Historical population
| Census | Pop. | Note | %± |
| 1990 | 5,351 |  | — |
| 2000 | 5,438 |  | 1.6% |
| 2010 | 5,019 |  | −7.7% |
| 2020 | 5,046 |  | 0.5% |
| 2024 (est.) | 5,044 | Decrease | 0.0% |
U.S. Decennial Census

===Racial and ethnic composition===

Big Bear Lake city, California – Racial and ethnic composition Note: the US Census treats Hispanic/Latino as an ethnic category. This table excludes Latinos from the racial categories and assigns them to a separate category. Hispanics/Latinos may be of any race.
| Race / Ethnicity (NH = Non-Hispanic) | Pop 2000 | Pop 2010 | Pop 2020 | % 2000 | % 2010 | % 2020 |
|---|---|---|---|---|---|---|
| White alone (NH) | 4,433 | 3,677 | 3,401 | 81.52% | 73.26% | 67.40% |
| Black or African American alone (NH) | 37 | 21 | 46 | 0.68% | 0.42% | 0.91% |
| Native American or Alaska Native alone (NH) | 37 | 37 | 21 | 0.68% | 0.74% | 0.42% |
| Asian alone (NH) | 41 | 72 | 105 | 0.75% | 1.43% | 2.08% |
| Native Hawaiian or Pacific Islander alone (NH) | 2 | 10 | 6 | 0.04% | 0.20% | 0.12% |
| Other race alone (NH) | 10 | 9 | 38 | 0.18% | 0.18% | 0.75% |
| Mixed race or Multiracial (NH) | 133 | 117 | 224 | 2.45% | 2.33% | 4.44% |
| Hispanic or Latino (any race) | 745 | 1,076 | 1,205 | 13.70% | 21.44% | 23.88% |
| Total | 5,438 | 5,019 | 5,046 | 100.00% | 100.00% | 100.00% |

===2020 census===

As of the 2020 census, Big Bear Lake had a population of 5,046. The population density was 808.5 PD/sqmi. The median age was 51.5 years. The age distribution was 16.5% under the age of 18, 5.3% aged 18 to 24, 21.1% aged 25 to 44, 30.2% aged 45 to 64, and 27.0% aged 65 or older. For every 100 females, there were 105.9 males, and for every 100 females age 18 and over, there were 108.0 males age 18 and over.

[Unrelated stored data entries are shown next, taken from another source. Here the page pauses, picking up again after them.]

//! # Carillon
//!
//! Command-line player for the Carillon audio engine. Plays one or more files
//! at once and exits when all of them have finished.

mod config;

use std::path::PathBuf;
use std::sync::Arc;
use std::time::{Duration, Instant};

use anyhow::{bail, Context, Result};
use carillon_audio::{AudioSubsystem, Device};
use carillon_core::{Backend, DiskVfs, SoundId};
use clap::Parser;
use config::AppConfig;
use tracing::{info, warn};

/// How often playback state is polled.
const POLL_INTERVAL: Duration = Duration::from_millis(20);

#[derive(Parser, Debug)]
#[command(name = "carillon", version, about = "Play sound files through the Carillon engine")]
struct Args {
    /// Files to play, relative to --root.
    files: Vec<String>,

    /// Directory sound paths are resolved against.
    #[arg(long, default_value = ".")]
    root: PathBuf,

    /// Path to a JSON config file (defaults to carillon.json in the config dir).
    #[arg(long)]
    config: Option<PathBuf>,

    /// Output sample rate: 22050, 44100 or 48000.
    #[arg(long)]
    rate: Option<u32>,

    /// Hardware buffer size in bytes.
    #[arg(long)]
    buffer: Option<usize>,

    /// Output backend: default, shared, exclusive, native or null.
    #[arg(long)]
    backend: Option<Backend>,

    /// Soundcard to open.
    #[arg(long)]
    soundcard: Option<String>,

    /// Volume, 0.0 to 1.0.
    #[arg(long)]
    volume: Option<f64>,

    /// Panning, -1.0 (left) to 1.0 (right).
    #[arg(long, allow_hyphen_values = true)]
    pan: Option<f64>,

    /// Loop every file until interrupted.
    #[arg(long = "loop")]
    looping: bool,

    /// List the soundcards of the selected backend and exit.
    #[arg(long)]
    list_soundcards: bool,
}

impl Args {
    /// Command-line values take precedence over the config file.
    fn apply(&self, config: &mut AppConfig) {
        if let Some(rate) = self.rate {
            config.device.sample_rate = rate;
        }
        if let Some(buffer) = self.buffer {
            config.device.buffer_bytes = buffer;
        }
        if let Some(backend) = self.backend {
            config.device.backend = backend;
        }
        if self.soundcard.is_some() {
            config.device.soundcard.clone_from(&self.soundcard);
        }
        if let Some(volume) = self.volume {
            config.volume = volume;
        }
        if let Some(pan) = self.pan {
            config.panning = pan;
        }
    }
}

fn main() -> Result<()> {
    tracing_subscriber::fmt()
        .with_env_filter(
            tracing_subscriber::EnvFilter::try_from_default_env()
                .unwrap_or_else(|_| "carillon=info,carillon_audio=info".into()),
        )
        .init();

    let args = Args::parse();
    info!("Starting Carillon v{}", env!("CARGO_PKG_VERSION"));

    let mut config = AppConfig::load(args.config.as_deref())?;
    args.apply(&mut config);

    let mut audio = AudioSubsystem::new(Arc::new(DiskVfs::new(&args.root)));

    if args.list_soundcards {
        for (index, name) in audio
            .soundcard_names(config.device.backend)
            .iter()
            .enumerate()
        {
            println!("{index}: {name}");
        }
        return Ok(());
    }

    if args.files.is_empty() {
        bail!("no files to play");
    }

    let id = audio
        .open_device(&config.device)
        .context("failed to open audio device")?;
    let Some(device) = audio.device(id) else {
        bail!("device {id} vanished after opening");
    };

    let mut sounds = Vec::new();
    for file in &args.files {
        match device.play_sound_from_file(file, config.volume, config.panning, args.looping) {
            Ok(sound) => {
                info!("Playing {file}");
                sounds.push((file.as_str(), sound));
            }
            Err(e) => warn!("Cannot play {file}: {e}"),
        }
    }
    if sounds.is_empty() {
        bail!("none of the files could be played");
    }

    wait_for(device, &sounds);

    let failed: Vec<_> = sounds
        .iter()
        .filter(|(_, sound)| device.had_playback_error(*sound))
        .map(|(file, _)| *file)
        .collect();
    audio.destroy_device(id);

    if !failed.is_empty() {
        bail!("playback failed for: {}", failed.join(", "));
    }
    Ok(())
}

/// Block until every sound has stopped. Without hardware the mixer is pulled
/// here at the device's real-time rate.
fn wait_for(device: &Device, sounds: &[(&str, SoundId)]) {
    let pull_mixer = !device.config().backend.is_hardware();
    let block_time = Duration::from_secs_f64(
        device.config().buffer_frames() as f64 / f64::from(device.config().sample_rate),
    );
    let mut block = vec![0i16; device.mixer().block_samples()];
    let mut next_block = Instant::now();

    while sounds.iter().any(|(_, sound)| device.is_playing(*sound)) {
        if pull_mixer {
            while next_block <= Instant::now() {
                device.mixer().mix(&mut block);
                next_block += block_time;
            }
        }
        std::thread::sleep(POLL_INTERVAL);
    }
}
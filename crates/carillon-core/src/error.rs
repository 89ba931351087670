//! Error types for Carillon.

use thiserror::Error;

/// Result type alias using Carillon's Error type.
pub type Result<T> = std::result::Result<T, Error>;

/// Main error type for Carillon.
#[derive(Error, Debug)]
pub enum Error {
    // Device setup errors
    #[error("unsupported sample rate: {0}")]
    UnsupportedSampleRate(u32),

    #[error("unknown or unavailable backend: {0}")]
    UnavailableBackend(String),

    #[error("soundcard not found: {0}")]
    SoundcardNotFound(String),

    #[error("failed to open audio device: {0}")]
    AudioOutput(String),

    #[error("failed to spawn {name} thread: {reason}")]
    ThreadSpawn { name: &'static str, reason: String },

    #[error("audio device was closed")]
    DeviceClosed,

    // Sound control errors
    #[error("sound table is full ({0} sounds playing)")]
    SoundTableFull(usize),

    #[error("sound file not found: {0}")]
    FileNotFound(String),

    // Decode errors
    #[error("audio decode error: {0}")]
    AudioDecode(String),

    #[error("unsupported audio format: {0}")]
    UnsupportedFormat(String),

    #[error("resample error: {0}")]
    Resample(String),

    // IO errors
    #[error("IO error: {0}")]
    Io(#[from] std::io::Error),

    // Serialization errors
    #[error("JSON error: {0}")]
    Json(#[from] serde_json::Error),

    // Generic errors
    #[error("invalid argument: {0}")]
    InvalidArgument(String),

    #[error("internal error: {0}")]
    Internal(String),
}

impl Error {
    /// Returns true if this error happened while setting up a device.
    ///
    /// Setup errors are reported synchronously to the caller; decode errors
    /// only ever surface through a sound's playback error flag.
    pub const fn is_setup_error(&self) -> bool {
        matches!(
            self,
            Self::UnsupportedSampleRate(_)
                | Self::UnavailableBackend(_)
                | Self::SoundcardNotFound(_)
                | Self::AudioOutput(_)
                | Self::ThreadSpawn { .. }
        )
    }

    /// Returns true if this error came out of a codec or the resampler.
    pub const fn is_decode_error(&self) -> bool {
        matches!(
            self,
            Self::AudioDecode(_) | Self::UnsupportedFormat(_) | Self::Resample(_)
        )
    }
}

#[cfg(test)]
mod tests {
    use super::*;

    #[test]
    fn test_error_classification() {
        assert!(Error::UnsupportedSampleRate(12345).is_setup_error());
        assert!(Error::ThreadSpawn {
            name: "audio-decode",
            reason: "out of threads".into()
        }
        .is_setup_error());
        assert!(!Error::SoundTableFull(256).is_setup_error());
        assert!(Error::UnsupportedFormat("test".into()).is_decode_error());
        assert!(!Error::DeviceClosed.is_decode_error());
    }

    #[test]
    fn test_error_display() {
        let err = Error::UnsupportedSampleRate(12345);
        assert_eq!(err.to_string(), "unsupported sample rate: 12345");

        let err = Error::SoundTableFull(256);
        assert_eq!(err.to_string(), "sound table is full (256 sounds playing)");
    }

    #[test]
    fn test_io_conversion() {
        let io_err = std::io::Error::new(std::io::ErrorKind::NotFound, "missing");
        let err: Error = io_err.into();
        assert!(matches!(err, Error::Io(_)));
    }
}
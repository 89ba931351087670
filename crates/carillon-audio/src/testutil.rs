//! In-memory audio files for tests.

#![allow(clippy::unwrap_used)] // Tests use unwrap for brevity

use std::io::Cursor;

use hound::{SampleFormat, WavSpec, WavWriter};

/// Frames per FLAC frame.
const FLAC_BLOCK: usize = 4000;

/// A 16-bit PCM WAV file where every sample is `value`.
pub fn wav_file(rate: u32, channels: u16, frames: usize, value: i16) -> Vec<u8> {
    let spec = WavSpec {
        channels,
        sample_rate: rate,
        bits_per_sample: 16,
        sample_format: SampleFormat::Int,
    };
    let mut out = Cursor::new(Vec::new());
    let mut writer = WavWriter::new(&mut out, spec).unwrap();
    for _ in 0..frames * usize::from(channels) {
        writer.write_sample(value).unwrap();
    }
    writer.finalize().unwrap();
    out.into_inner()
}

/// A 16-bit FLAC file with verbatim subframes where every sample is `value`.
pub fn flac_file(rate: u32, channels: u8, frames: usize, value: i16) -> Vec<u8> {
    let mut out = b"fLaC".to_vec();

    // STREAMINFO, last metadata block.
    out.push(0x80);
    out.extend_from_slice(&[0, 0, 34]);
    out.extend_from_slice(&(FLAC_BLOCK as u16).to_be_bytes());
    out.extend_from_slice(&(FLAC_BLOCK as u16).to_be_bytes());
    out.extend_from_slice(&[0; 6]);
    let packed = (u64::from(rate) << 44)
        | (u64::from(channels - 1) << 41)
        | (15u64 << 36)
        | frames as u64;
    out.extend_from_slice(&packed.to_be_bytes());
    out.extend_from_slice(&[0; 16]);

    let rate_code = match rate {
        22050 => 0x6,
        44100 => 0x9,
        48000 => 0xA,
        _ => 0x0,
    };

    let mut remaining = frames;
    let mut number = 0u8;
    while remaining > 0 {
        let block = remaining.min(FLAC_BLOCK);
        let start = out.len();

        out.extend_from_slice(&[0xFF, 0xF8, 0x70 | rate_code]);
        out.push(((channels - 1) << 4) | 0x08);
        out.push(number);
        out.extend_from_slice(&((block - 1) as u16).to_be_bytes());
        out.push(crc8(&out[start..]));

        for _ in 0..channels {
            out.push(0x02);
            for _ in 0..block {
                out.extend_from_slice(&value.to_be_bytes());
            }
        }
        let crc = crc16(&out[start..]);
        out.extend_from_slice(&crc.to_be_bytes());

        remaining -= block;
        number += 1;
    }
    out
}

fn crc8(data: &[u8]) -> u8 {
    data.iter().fold(0u8, |mut crc, &byte| {
        crc ^= byte;
        for _ in 0..8 {
            crc = if crc & 0x80 == 0 { crc << 1 } else { (crc << 1) ^ 0x07 };
        }
        crc
    })
}

fn crc16(data: &[u8]) -> u16 {
    data.iter().fold(0u16, |mut crc, &byte| {
        crc ^= u16::from(byte) << 8;
        for _ in 0..8 {
            crc = if crc & 0x8000 == 0 { crc << 1 } else { (crc << 1) ^ 0x8005 };
        }
        crc
    })
}

#[cfg(test)]
mod tests {
    use super::*;

    #[test]
    fn test_crc_check_values() {
        assert_eq!(crc8(b"123456789"), 0xF4);
        assert_eq!(crc16(b"123456789"), 0xFEE8);
    }

    #[test]
    fn test_wav_layout() {
        let wav = wav_file(44100, 2, 10, 5);
        assert_eq!(wav.len(), 44 + 40);
        assert_eq!(&wav[..4], b"RIFF");
        assert_eq!(&wav[36..40], b"data");

        let reader = hound::WavReader::new(Cursor::new(wav)).unwrap();
        assert_eq!(reader.spec().channels, 2);
        assert_eq!(reader.duration(), 10);
        let samples: Vec<i16> = reader.into_samples().map(Result::unwrap).collect();
        assert!(samples.iter().all(|&s| s == 5));
    }

    #[test]
    fn test_flac_frames_split_at_block_size() {
        let flac = flac_file(44100, 2, FLAC_BLOCK + 10, 1);
        let syncs = flac
            .windows(2)
            .filter(|pair| *pair == [0xFF, 0xF8])
            .count();
        assert_eq!(syncs, 2);
    }
}
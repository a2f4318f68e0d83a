use matrix_types::config::MAX_QUALIFIED_TEAMS;
use matrix_types::{EngineError, Event, Phase, Team, TeamId};
use tracing::debug;

use crate::layer::Layer;
use crate::state::State;

impl<'a, S: State> Layer<'a, S> {
    pub(in crate::layer) async fn handle_register_team(
        &mut self,
        name: &str,
    ) -> Result<Vec<Event>, EngineError> {
        let name = name.trim();
        if name.is_empty() {
            return Err(EngineError::Validation("team name must not be empty".into()));
        }
        let mut game = self.load_game().await?;
        if !matches!(game.phase, Phase::Registration | Phase::Round1) {
            return Err(EngineError::StateConflict(
                "registration is closed".into(),
            ));
        }
        let existing = self.load_teams(&game.registered_teams).await?;
        if existing.iter().any(|team| team.name == name) {
            return Err(EngineError::Validation(format!(
                "team name already taken: {name}"
            )));
        }

        let team = Team::new(name.to_string());
        let id = team.id;
        game.registered_teams.push(id);
        game.team_order.push(id);
        if game.active_team.is_none() {
            game.current_team_index = 0;
            game.active_team = Some(id);
        }
        // The first registration takes the lobby live.
        if game.phase == Phase::Registration {
            game.phase = Phase::Round1;
        }
        debug!(team = %id, name, "team registered");

        self.put_team(team);
        self.put_game(game);
        Ok(vec![Event::TeamRegistered {
            team: id,
            name: name.to_string(),
        }])
    }

    pub(in crate::layer) async fn handle_qualify_team(
        &mut self,
        id: TeamId,
    ) -> Result<Vec<Event>, EngineError> {
        let game = self.load_game().await?;
        if game.phase != Phase::Round1 {
            return Err(EngineError::StateConflict(
                "qualification only happens during round 1".into(),
            ));
        }
        let mut team = self.load_team(id).await?;
        if team.qualified {
            return Err(EngineError::Validation(format!(
                "team already qualified: {}",
                team.name
            )));
        }
        let qualified = self
            .load_teams(&game.registered_teams)
            .await?
            .iter()
            .filter(|team| team.qualified)
            .count();
        if qualified >= MAX_QUALIFIED_TEAMS {
            return Err(EngineError::Validation(format!(
                "round 2 is capped at {MAX_QUALIFIED_TEAMS} teams"
            )));
        }

        team.qualified = true;
        self.put_team(team);
        Ok(vec![Event::TeamQualified { team: id }])
    }
}
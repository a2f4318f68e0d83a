use matrix_types::{EngineError, Key, Value};
use std::{collections::HashMap, future::Future};

/// Staged change to one key.
#[derive(Clone, Debug)]
#[allow(clippy::large_enum_variant)]
pub enum Status {
    Update(Value),
    Delete,
}

/// Backend-agnostic key/value state. `Layer` stacks on top of anything that
/// implements this.
pub trait State {
    fn get(&self, key: &Key) -> impl Future<Output = Option<Value>>;
    fn insert(&mut self, key: Key, value: Value) -> impl Future<Output = ()>;
    fn delete(&mut self, key: &Key) -> impl Future<Output = ()>;

    fn apply(&mut self, changes: Vec<(Key, Status)>) -> impl Future<Output = ()> {
        async {
            for (key, status) in changes {
                match status {
                    Status::Update(value) => self.insert(key, value).await,
                    Status::Delete => self.delete(&key).await,
                }
            }
        }
    }
}

/// In-memory store, the primary backend.
#[derive(Default)]
pub struct Memory {
    state: HashMap<Key, Value>,
}

impl Memory {
    /// Apply a committed batch with optimistic concurrency control: every
    /// versioned update must carry the version it was read at, or the whole
    /// batch is rejected before anything is written. On success each
    /// pre-existing versioned value is stored with its version bumped.
    pub async fn apply_guarded(&mut self, changes: Vec<(Key, Status)>) -> Result<(), EngineError> {
        for (key, status) in &changes {
            let Status::Update(value) = status else {
                continue;
            };
            let Some(read_version) = value.version() else {
                continue;
            };
            if let Some(current) = self.state.get(key).and_then(Value::version) {
                if current != read_version {
                    return Err(EngineError::VersionConflict {
                        key: key.to_string(),
                    });
                }
            }
        }
        for (key, status) in changes {
            match status {
                Status::Update(mut value) => {
                    if let Some(read_version) = value.version() {
                        if self.state.contains_key(&key) {
                            value.set_version(read_version + 1);
                        }
                    }
                    self.state.insert(key, value);
                }
                Status::Delete => {
                    self.state.remove(&key);
                }
            }
        }
        Ok(())
    }
}

impl State for Memory {
    async fn get(&self, key: &Key) -> Option<Value> {
        self.state.get(key).cloned()
    }

    async fn insert(&mut self, key: Key, value: Value) {
        self.state.insert(key, value);
    }

    async fn delete(&mut self, key: &Key) {
        self.state.remove(key);
    }
}
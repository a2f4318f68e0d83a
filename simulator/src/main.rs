use anyhow::Context;
use clap::Parser;
use matrix_simulator::{scenario, Simulator};
use std::path::PathBuf;
use tracing::info;

#[derive(Parser, Debug)]
#[command(author, version, about, long_about = None)]
struct Args {
    /// Path to a YAML scenario script.
    #[arg(short, long)]
    scenario: PathBuf,

    /// Override the scenario's seed.
    #[arg(long)]
    seed: Option<u64>,
}

#[tokio::main]
async fn main() -> anyhow::Result<()> {
    // Parse args
    let args = Args::parse();

    // Create logger
    tracing_subscriber::fmt()
        .with_max_level(tracing::Level::INFO)
        .init();

    let mut script = scenario::load(&args.scenario)?;
    if let Some(seed) = args.seed {
        script.seed = seed;
    }
    info!(seed = script.seed, steps = script.steps.len(), "running scenario");

    let simulator = Simulator::new(script.seed);
    let report = scenario::run(&simulator, &script).await?;

    let rendered =
        serde_json::to_string_pretty(&report).context("failed to render scenario report")?;
    println!("{rendered}");

    Ok(())
}
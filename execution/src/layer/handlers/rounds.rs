use matrix_types::config::{MAX_QUALIFIED_TEAMS, MAX_ROUNDS, MIN_ROUNDS, SHUFFLE_CADENCE};
use matrix_types::{
    Asset, AssetKind, EngineError, Event, GameState, HistoryEvent, Key, Phase,
};
use tracing::{debug, info};

use crate::layer::Layer;
use crate::state::State;

impl<'a, S: State> Layer<'a, S> {
    pub(in crate::layer) async fn handle_initialize_game(
        &mut self,
    ) -> Result<Vec<Event>, EngineError> {
        if self.get(&Key::Game).await.is_some() {
            return Err(EngineError::StateConflict("game already initialized".into()));
        }
        for kind in AssetKind::ALL {
            self.put_asset(Asset::new(kind, self.now_ms));
        }
        let mut game = GameState::new();
        self.capture_snapshot(&mut game).await?;
        self.put_game(game);
        info!("game initialized");
        Ok(vec![Event::GameInitialized {
            round: MIN_ROUNDS,
            assets_created: AssetKind::ALL.len(),
        }])
    }

    pub(in crate::layer) async fn handle_start_round2(
        &mut self,
    ) -> Result<Vec<Event>, EngineError> {
        let mut game = self.load_game().await?;
        if game.phase != Phase::Round1 {
            return Err(EngineError::StateConflict(
                "round 2 can only start from round 1".into(),
            ));
        }
        let qualified: Vec<_> = self
            .load_teams(&game.registered_teams)
            .await?
            .into_iter()
            .filter(|team| team.qualified)
            .map(|team| team.id)
            .take(MAX_QUALIFIED_TEAMS)
            .collect();
        if qualified.is_empty() {
            return Err(EngineError::Validation(
                "no teams have qualified for round 2".into(),
            ));
        }

        game.phase = Phase::Round2;
        game.team_order = qualified.clone();
        game.current_team_index = 0;
        game.active_team = qualified.first().copied();
        game.pending.clear();
        // Round 2 restarts the round count with a fresh, shuffled deck.
        game.current_round = MIN_ROUNDS;
        self.reinitialize_cards(&mut game).await?;
        self.reshuffle(&mut game).await?;
        let board = self.capture_snapshot(&mut game).await?;
        let round = game.current_round;
        self.put_game(game);
        info!(round, teams = qualified.len(), "round 2 started");
        Ok(vec![
            Event::Round2Started {
                round,
                teams: qualified,
            },
            Event::LeaderboardUpdated { entries: board },
        ])
    }

    pub(in crate::layer) async fn handle_next_round(
        &mut self,
    ) -> Result<Vec<Event>, EngineError> {
        let mut game = self.load_game().await?;
        if !matches!(game.phase, Phase::Round1 | Phase::Round2) {
            return Err(EngineError::StateConflict("game is not running".into()));
        }
        let round = game.current_round + 1;
        if round > MAX_ROUNDS {
            return Err(EngineError::StateConflict(format!(
                "game is capped at {MAX_ROUNDS} rounds"
            )));
        }

        // Checkpoint the round being left before anything moves, so a
        // rollback lands on its closing state.
        let board = self.capture_snapshot(&mut game).await?;

        // Every asset gets an explicit marker at the unchanged value, so
        // charts have a point for every round.
        for kind in AssetKind::ALL {
            let mut asset = self.load_asset(kind).await?;
            let value = asset.current_value;
            asset.set_price(value, round, HistoryEvent::RoundMarker, self.now_ms);
            self.put_asset(asset);
        }

        game.current_round = round;
        let deck_shuffled = round % SHUFFLE_CADENCE == 0;
        if deck_shuffled {
            self.reshuffle(&mut game).await?;
        }

        game.current_team_index = 0;
        game.active_team = game.team_order.first().copied();
        // A round boundary cancels unconsumed inter-team effects.
        game.pending.clear();
        self.put_game(game);
        debug!(round, deck_shuffled, "round advanced");
        Ok(vec![
            Event::RoundAdvanced {
                round,
                deck_shuffled,
            },
            Event::LeaderboardUpdated { entries: board },
        ])
    }

    /// Roll the game back one round from its checkpoint: prices and holdings
    /// are restored and cards drawn since the checkpoint return to the deck.
    /// Balances are deliberately left alone.
    pub(in crate::layer) async fn handle_previous_round(
        &mut self,
    ) -> Result<Vec<Event>, EngineError> {
        let mut game = self.load_game().await?;
        if game.current_round <= MIN_ROUNDS {
            return Err(EngineError::StateConflict(
                "already at the first round".into(),
            ));
        }
        let target = game.current_round - 1;
        let snapshot = game
            .snapshots
            .get(&target)
            .cloned()
            .ok_or_else(|| {
                EngineError::StateConflict(format!("no checkpoint for round {target}"))
            })?;

        for (kind, price) in &snapshot.asset_prices {
            let mut asset = self.load_asset(*kind).await?;
            asset.set_price(*price, target, HistoryEvent::Rollback, self.now_ms);
            self.put_asset(asset);
        }
        for id in game.registered_teams.clone() {
            let mut team = self.load_team(id).await?;
            team.holdings = snapshot.holdings.get(&id).cloned().unwrap_or_default();
            self.put_team(team);
        }

        // Cards drawn after the checkpoint return to the pool. Deck order and
        // cursor are deliberately untouched; the wrapping draw scan reaches
        // returned cards, and callers reshuffle if order matters.
        let restored: Vec<_> = game
            .drawn_cards
            .difference(&snapshot.drawn_cards)
            .copied()
            .collect();
        for id in &restored {
            let mut card = self.load_card(*id).await?;
            card.drawn = false;
            self.put_card(card);
        }
        game.drawn_cards = snapshot.drawn_cards.clone();

        game.current_round = target;
        // The restored round's own checkpoint survives and already describes
        // the state just restored; only the abandoned future is pruned.
        game.snapshots.retain(|&round, _| round <= target);
        game.pending.clear();
        let board = self.final_leaderboard(&game).await?;
        self.put_game(game);
        info!(round = target, cards_restored = restored.len(), "round rolled back");
        Ok(vec![
            Event::RoundRolledBack {
                round: target,
                cards_restored: restored.len(),
            },
            Event::LeaderboardUpdated { entries: board },
        ])
    }

    pub(in crate::layer) async fn handle_next_team(
        &mut self,
    ) -> Result<Vec<Event>, EngineError> {
        let mut game = self.load_game().await?;
        if !matches!(game.phase, Phase::Round1 | Phase::Round2) {
            return Err(EngineError::StateConflict("game is not running".into()));
        }
        if game.team_order.is_empty() {
            return Err(EngineError::StateConflict("no teams in turn order".into()));
        }

        // A freeze only lasts the frozen team's own turn.
        if let Some(outgoing_id) = game.active_team {
            let mut outgoing = self.load_team(outgoing_id).await?;
            if outgoing.trade_frozen {
                outgoing.trade_frozen = false;
                outgoing.frozen_asset = None;
                self.put_team(outgoing);
            }
        }

        game.current_team_index = (game.current_team_index + 1) % game.team_order.len();
        let incoming_id = game.team_order[game.current_team_index];
        game.active_team = Some(incoming_id);
        let mut incoming = self.load_team(incoming_id).await?;

        let trade_frozen = game.pending.trade_frozen;
        if trade_frozen {
            incoming.trade_frozen = true;
            incoming.frozen_asset = None;
            game.pending.trade_frozen = false;
        }
        let mut events = Vec::new();
        let mut shocked = None;
        if game.pending.market_shock {
            game.pending.market_shock = false;
            if let Some((asset, previous, current)) =
                self.shock_highest_holding(&incoming, game.current_round).await?
            {
                shocked = Some(asset);
                events.push(Event::AssetPriceChanged {
                    asset,
                    previous,
                    current,
                    event: HistoryEvent::CardEffect,
                    round: game.current_round,
                });
            }
        }
        let round = game.current_round;

        self.put_team(incoming);
        self.put_game(game);
        events.push(Event::TeamTurnChanged {
            team: incoming_id,
            round,
            trade_frozen,
            market_shock: shocked,
        });
        Ok(events)
    }

    pub(in crate::layer) async fn handle_end_game(&mut self) -> Result<Vec<Event>, EngineError> {
        let mut game = self.load_game().await?;
        if game.phase == Phase::Completed {
            return Err(EngineError::StateConflict("game already ended".into()));
        }
        game.phase = Phase::Completed;
        game.active_team = None;
        let board = self.final_leaderboard(&game).await?;
        let round = game.current_round;
        self.put_game(game);
        info!(round, "game ended");
        Ok(vec![
            Event::GameEnded { round },
            Event::LeaderboardUpdated { entries: board },
        ])
    }

    /// Wipe everything back to a fresh game while keeping registrations:
    /// assets to base values, teams to starting balances, cards undrawn,
    /// and the trade audit log purged.
    pub(in crate::layer) async fn handle_reset_game(&mut self) -> Result<Vec<Event>, EngineError> {
        let mut game = self.load_game().await?;

        for kind in AssetKind::ALL {
            let mut asset = self.load_asset(kind).await?;
            asset.reset(self.now_ms);
            self.put_asset(asset);
        }
        let teams = game.registered_teams.clone();
        for id in &teams {
            let mut team = self.load_team(*id).await?;
            team.reset();
            self.put_team(team);
        }
        for seq in 0..game.transaction_seq {
            self.delete(&Key::Transaction(seq)).await;
        }

        game.current_round = MIN_ROUNDS;
        game.phase = if teams.is_empty() {
            Phase::Registration
        } else {
            Phase::Round1
        };
        game.team_order = teams.clone();
        game.current_team_index = 0;
        game.active_team = teams.first().copied();
        game.snapshots.clear();
        game.pending.clear();
        game.transaction_seq = 0;
        let card_count = self.reinitialize_cards(&mut game).await?;
        self.capture_snapshot(&mut game).await?;
        self.put_game(game);
        info!(teams = teams.len(), "game reset");
        Ok(vec![Event::GameReset {
            assets: AssetKind::ALL.len(),
            teams: teams.len(),
            cards: card_count,
        }])
    }

    async fn final_leaderboard(
        &self,
        game: &GameState,
    ) -> Result<Vec<matrix_types::LeaderboardEntry>, EngineError> {
        let prices = self.price_map().await?;
        let teams = self.load_teams(&game.registered_teams).await?;
        Ok(crate::leaderboard::compute(&teams, &prices))
    }
}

100.0% of residents lived in urban areas, while 0.0% lived in rural areas. The census reported that 99.3% of the population lived in households, 0.5% lived in non-institutionalized group quarters, and 0.2% were institutionalized.

There were 2,341 households, out of which 21.0% included children under the age of 18. Of all households, 39.4% were married-couple households, 6.2% were cohabiting couple households, 25.5% had a female householder with no spouse or partner present, and 28.9% had a male householder with no spouse or partner present. About 35.6% of households were one person, and 17.7% were one person aged 65 or older. The average household size was 2.14. There were 1,326 families (56.6% of all households).

There were 9,452 housing units at an average density of 1,514.5 /mi2, of which 2,341 (24.8%) were occupied. Of the occupied units, 58.0% were owner-occupied and 42.0% were renter-occupied. 75.2% of housing units were vacant; the homeowner vacancy rate was 8.7% and the rental vacancy rate was 43.1%.

Racial composition as of the 2020 census
| Race | Number | Percent |
|---|---|---|
| White | 3,653 | 72.4% |
| Black or African American | 49 | 1.0% |
| American Indian and Alaska Native | 40 | 0.8% |
| Asian | 110 | 2.2% |
| Native Hawaiian and Other Pacific Islander | 7 | 0.1% |
| Some other race | 571 | 11.3% |
| Two or more races | 616 | 12.2% |

===Demographic estimates===

In 2023, the US Census Bureau estimated that 64.1% of the population were born in California, 21.6% were born in a different state, 1.2% were born in a US territory or abroad to an American parent, and 13.1% were born outside US jurisdiction. Of those aged 5 or older, 82.4% spoke only English at home, 10.5% spoke Spanish, 2.1% spoke other Indo-European languages, 1.5% spoke Asian or Pacific Islander languages, and 3.6% spoke other languages. Of those aged 25 or older, 91.3% were high school graduates and 34.9% had a bachelor's degree.

===Income and poverty===

The median household income was $74,728, and the per capita income was $50,506. About 8.0% of families and 9.4% of the population were below the poverty line.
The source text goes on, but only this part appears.